But there was one first–class passenger in that Lincolnshire express who made himself especially obnoxious to his fellows by the display of an amount of restlessness and superabundant energy quite out of keeping with the lazy despondency of those about him.
This was a young man with a long tawny beard and a white face,––a very handsome face, though wan and attenuated, as if with some terrible sickness, and somewhat disfigured by certain strappings of plaister, which were bound about a patch of his skull a little above the left temple. This young man had one side of the carriage to himself; and a sort of bed had been made up for him with extra cushions, upon which he lay at full length, when he was still, which was never for very long together. He was enveloped almost to the chin in voluminous railway–rugs, but, in spite of these coverings, shuddered every now and then, as if with cold. He had a pocket–pistol amongst his travelling paraphernalia, which he applied occasionally to his dry lips. Sometimes drops of perspiration broke suddenly out upon his forehead, and were brushed away by a tremulous hand, that was scarcely strong enough to hold a cambric handkerchief. In short, it was sufficiently obvious to every one that this young man with the tawny beard had only lately risen from a sick–bed, and had risen therefrom considerably before the time at which any prudent medical practitioner would have given him licence to do so.
It was evident that he was very, very ill, but that he was, if anything, more ill at ease in mind than in body; and that some terrible gnawing anxiety, some restless care, some horrible uncertainty or perpetual foreboding of trouble, would not allow him to be at peace. It was as much as the three fellow–passengers who sat opposite to him could do to bear with his impatience, his restlessness, his short half–stifled moans, his long weary sighs; the horror of his fidgety feet shuffled incessantly upon the cushions; the suddenly convulsive jerks with which he would lift himself upon his elbow to stare fiercely into the dismal fog outside the carriage window; the groans that were wrung from him as he flung himself into new and painful positions; the frightful aspect of physical agony which came over his face as he looked at his watch,––and he drew out and consulted that ill–used chronometer, upon an average, once in a quarter of an hour; his impatient crumpling of the crisp leaves of a new "Bradshaw," which he turned over ever and anon, as if, by perpetual reference to that mysterious time–table, he might hasten the advent of the hour at which he was to reach his destination. He was, altogether, a most aggravating and exasperating travelling companion; and it was only out of Christian forbearance with the weakness of his physical state that his irritated fellow–passengers refrained from uniting themselves against him, and casting him bodily out of the window of the carriage; as a clown sometimes flings a venerable but tiresome pantaloon through a square trap or pitfall, lurking, undreamed of, in the façade of an honest tradesman's dwelling.
The three passengers had, in divers manners, expressed their sympathy with the invalid traveller; but their courtesies had not been responded to with any evidence of gratitude or heartiness. The young man had answered his companions in an absent fashion, scarcely deigning to look at them as he spoke;––speaking altogether with the air of some sleep–walker, who roams hither and thither absorbed in a dreadful dream, making a world for himself, and peopling it with horrible images unknown to those about him.
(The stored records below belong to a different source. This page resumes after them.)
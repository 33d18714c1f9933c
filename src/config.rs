use crate::error::{HourcastError, Result};
use dialoguer::Input;
use regex_lite::Regex;
use serde::{Deserialize, Serialize};
use std::path::PathBuf;
use std::sync::LazyLock;

pub const DEFAULT_BASE_URL: &str = "https://api.open-meteo.com/";

static ENV_VAR: LazyLock<Regex> = LazyLock::new(|| {
    Regex::new(r"\$\{([A-Z_][A-Z0-9_]*)\}").expect("env var pattern is valid")
});

#[derive(Debug, Clone, Deserialize, Serialize)]
pub struct Config {
    pub location: LocationConfig,
    #[serde(default)]
    pub forecast: ForecastConfig,
}

#[derive(Debug, Clone, Deserialize, Serialize)]
pub struct LocationConfig {
    pub latitude: f64,
    pub longitude: f64,
}

#[derive(Debug, Clone, Deserialize, Serialize)]
pub struct ForecastConfig {
    #[serde(default = "default_base_url")]
    pub base_url: String,
    /// Saved forecast response used when no input is given on the command line
    #[serde(default, skip_serializing_if = "Option::is_none")]
    pub response_file: Option<PathBuf>,
}

fn default_base_url() -> String {
    DEFAULT_BASE_URL.to_string()
}

impl Default for ForecastConfig {
    fn default() -> Self {
        Self {
            base_url: default_base_url(),
            response_file: None,
        }
    }
}

impl Config {
    pub fn load(config_override: Option<PathBuf>) -> Result<Self> {
        let config_path = match config_override {
            Some(p) => p,
            None => Self::find_config_path()?,
        };

        if !config_path.exists() {
            return Err(HourcastError::Config(format!(
                "Config file not found at {:?}. Run `hourcast init` to set up.",
                config_path
            )));
        }

        let config_str = std::fs::read_to_string(&config_path)
            .map_err(|e| HourcastError::Config(format!("Failed to read config: {}", e)))?;

        let config = Self::parse(&config_str)?;
        tracing::info!("Loaded configuration from {}", config_path.display());
        Ok(config)
    }

    /// Parse YAML config content after `${VAR}` substitution
    pub fn parse(content: &str) -> Result<Self> {
        let content = Self::substitute_env_vars(content);

        let config: Config = serde_yaml::from_str(&content)
            .map_err(|e| HourcastError::Config(format!("Failed to parse config: {}", e)))?;

        config.validate()?;
        Ok(config)
    }

    fn validate(&self) -> Result<()> {
        let LocationConfig {
            latitude,
            longitude,
        } = self.location;

        if !(-90.0..=90.0).contains(&latitude) {
            return Err(HourcastError::Config(format!(
                "latitude {} is outside -90..90",
                latitude
            )));
        }
        if !(-180.0..=180.0).contains(&longitude) {
            return Err(HourcastError::Config(format!(
                "longitude {} is outside -180..180",
                longitude
            )));
        }
        Ok(())
    }

    /// Search for config.yaml in standard locations.
    /// Returns the path of the first found config, or the XDG default path if none found.
    fn find_config_path() -> Result<PathBuf> {
        let local_config = PathBuf::from("config/config.yaml");
        if local_config.exists() {
            return Ok(local_config);
        }

        if let Some(config_dir) = dirs::config_dir() {
            let xdg_config = config_dir.join("hourcast").join("config.yaml");
            if xdg_config.exists() {
                return Ok(xdg_config);
            }
        }

        Self::default_config_path()
    }

    /// Returns true if a config file can be found in any standard location.
    pub fn exists(config_override: Option<&PathBuf>) -> bool {
        match config_override {
            Some(p) => p.exists(),
            None => Self::find_config_path()
                .map(|p| p.exists())
                .unwrap_or(false),
        }
    }

    /// Default path for writing new config files (~/.config/hourcast/config.yaml).
    pub fn default_config_path() -> Result<PathBuf> {
        let config_dir = dirs::config_dir()
            .ok_or_else(|| HourcastError::Config("Cannot determine config directory".into()))?
            .join("hourcast");
        Ok(config_dir.join("config.yaml"))
    }

    /// Run interactive setup prompts and write config to disk.
    /// Returns the loaded Config and the path it was written to.
    pub fn setup_interactive() -> Result<(Self, PathBuf)> {
        println!();
        println!("Let's set up hourcast!");
        println!();

        println!("Location");
        let latitude: f64 = Input::new()
            .with_prompt("  Latitude")
            .default(52.52)
            .interact_text()
            .map_err(|e| HourcastError::Config(format!("Input error: {}", e)))?;

        let longitude: f64 = Input::new()
            .with_prompt("  Longitude")
            .default(13.41)
            .interact_text()
            .map_err(|e| HourcastError::Config(format!("Input error: {}", e)))?;

        println!();

        println!("Forecast (leave response file blank to pass --input instead)");
        let base_url: String = Input::new()
            .with_prompt("  API base URL")
            .default(DEFAULT_BASE_URL.into())
            .interact_text()
            .map_err(|e| HourcastError::Config(format!("Input error: {}", e)))?;

        let response_file: String = Input::new()
            .with_prompt("  Saved response file")
            .default(String::new())
            .allow_empty(true)
            .interact_text()
            .map_err(|e| HourcastError::Config(format!("Input error: {}", e)))?;

        println!();

        let config = Config {
            location: LocationConfig {
                latitude,
                longitude,
            },
            forecast: ForecastConfig {
                base_url,
                response_file: (!response_file.is_empty()).then(|| PathBuf::from(response_file)),
            },
        };
        config.validate()?;

        let config_path = Self::default_config_path()?;
        if let Some(parent) = config_path.parent() {
            std::fs::create_dir_all(parent)?;
        }

        let yaml = serde_yaml::to_string(&config)
            .map_err(|e| HourcastError::Config(format!("Failed to serialize config: {}", e)))?;

        let content = format!(
            "# hourcast configuration\n# Generated by `hourcast init`\n# Environment variable substitution (${{VAR}}) is supported.\n\n{}",
            yaml
        );
        std::fs::write(&config_path, content)?;

        println!("Configuration saved to {}", config_path.display());
        println!();

        Ok((config, config_path))
    }

    fn substitute_env_vars(content: &str) -> String {
        let mut result = content.to_string();

        // Find all ${VAR_NAME} patterns and substitute
        for cap in ENV_VAR.captures_iter(content) {
            let var_name = &cap[1];
            let placeholder = &cap[0];
            if let Ok(value) = std::env::var(var_name) {
                result = result.replace(placeholder, &value);
            }
        }

        result
    }
}

impl Default for Config {
    fn default() -> Self {
        Self {
            location: LocationConfig {
                latitude: 52.52,
                longitude: 13.41,
            },
            forecast: ForecastConfig::default(),
        }
    }
}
Had he been ill?––Yes, very ill. He had had a railway accident, and then brain–fever. He had been ill for a long time.
Somebody asked him how long.
He shuffled about upon the cushions, and groaned aloud at this question, to the alarm of the man who had asked it.
"How long?" he cried, in a fierce agony of mental or bodily uneasiness;––"how long? Two months,––three months,––ever since the 15th of August."
Then another passenger, looking at the young man's very evident sufferings from a commercial point of view, asked him whether he had had any compensation.
"Compensation!" cried the invalid. "What compensation?"